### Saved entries

use serde::{Deserialize, Serialize};

use super::ImagePayload;

pub const MAX_CAPTIONS: usize = 5;
pub const DEFAULT_PROMPT: &str = "Generate 5 funny meme captions.";

#[derive(Debug, Clone)]
pub struct CaptionRequest {
    pub payload: ImagePayload,
    pub prompt: String,
    pub reasoning_mode: bool,
}

impl CaptionRequest {
    pub fn new(payload: ImagePayload, prompt: impl Into<String>, reasoning_mode: bool) -> Self {
        Self {
            payload,
            prompt: prompt.into(),
            reasoning_mode,
        }
    }

    /// The user's prompt, or the stock prompt when it is blank.
    pub fn effective_prompt(&self) -> &str {
        let trimmed = self.prompt.trim();
        if trimmed.is_empty() {
            DEFAULT_PROMPT
        } else {
            trimmed
        }
    }
}

#[derive(Debug, Clone, Serialize, Deserialize, PartialEq, Eq)]
pub struct CaptionResult {
    pub top: String,
    pub bottom: String,
}

impl CaptionResult {
    /// Returns `None` unless both lines still have content after trimming.
    pub fn new(top: &str, bottom: &str) -> Option<Self> {
        let (top, bottom) = (top.trim(), bottom.trim());
        if top.is_empty() || bottom.is_empty() {
            return None;
        }
        Some(Self {
            top: top.to_string(),
            bottom: bottom.to_string(),
        })
    }
}

/// Up to five captions in the order the model emitted them.
#[derive(Debug, Clone, Default, Serialize, Deserialize, PartialEq, Eq)]
#[serde(transparent)]
pub struct CaptionSet(Vec<CaptionResult>);

impl CaptionSet {
    pub fn new(mut captions: Vec<CaptionResult>) -> Self {
        captions.truncate(MAX_CAPTIONS);
        Self(captions)
    }

    pub fn len(&self) -> usize {
        self.0.len()
    }

    pub fn is_empty(&self) -> bool {
        self.0.is_empty()
    }

    pub fn get(&self, index: usize) -> Option<&CaptionResult> {
        self.0.get(index)
    }

    pub fn iter(&self) -> std::slice::Iter<'_, CaptionResult> {
        self.0.iter()
    }

    pub fn into_inner(self) -> Vec<CaptionResult> {
        self.0
    }
}

impl<'a> IntoIterator for &'a CaptionSet {
    type Item = &'a CaptionResult;
    type IntoIter = std::slice::Iter<'a, CaptionResult>;

    fn into_iter(self) -> Self::IntoIter {
        self.0.iter()
    }
}
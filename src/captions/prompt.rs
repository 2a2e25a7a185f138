use crate::models::{CaptionRequest, ChatMessage, ChatRequest, ModelCandidate};

pub const SYSTEM_INSTRUCTION: &str = "You are a meme caption generator. Return ONLY a JSON array of objects, each with exactly two string keys, \"top\" and \"bottom\". Example: [{\"top\": \"text\", \"bottom\": \"text\"}]. Do not include any other text.";

const FORMAT_INSTRUCTION: &str = "For each caption, suggest text for the top and bottom of the image.\n\n\
**IMPORTANT:** Output ONLY a JSON array of objects.\n\
Example format: [\n  {\"top\": \"Top text idea 1\", \"bottom\": \"Bottom text idea 1\"},\n  {\"top\": \"Top text idea 2\", \"bottom\": \"Bottom text idea 2\"}\n]";

const REASONING_INSTRUCTION: &str = "Before answering, analyze the image carefully and reason step by step about what is happening and what would make it funny. Then give only the final JSON array.";

pub fn user_instruction(request: &CaptionRequest, candidate: &ModelCandidate) -> String {
    let mut text = format!("{}\n{}", request.effective_prompt(), FORMAT_INSTRUCTION);
    if candidate.is_reasoning() {
        text.push_str("\n\n");
        text.push_str(REASONING_INSTRUCTION);
    }
    text
}

/// Builds the provider request for one candidate.
pub fn build_chat_request(request: &CaptionRequest, candidate: &ModelCandidate) -> ChatRequest {
    ChatRequest {
        model: candidate.id.clone(),
        messages: vec![
            ChatMessage::system(SYSTEM_INSTRUCTION),
            ChatMessage::user_with_image(
                user_instruction(request, candidate),
                request.payload.to_data_uri(),
            ),
        ],
    }
}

### TASK DESCRIPTION
Your job is to copy out every line from the records above that has the word "CaptionRequest".

### RESULT OF THIS EXERCISE
pub struct CaptionRequest {
impl CaptionRequest {
use crate::models::{CaptionRequest, ChatMessage, ChatRequest, ModelCandidate};
pub fn user_instruction(request: &CaptionRequest, candidate: &ModelCandidate) -> String {
pub fn build_chat_request(request: &CaptionRequest, candidate: &ModelCandidate) -> ChatRequest {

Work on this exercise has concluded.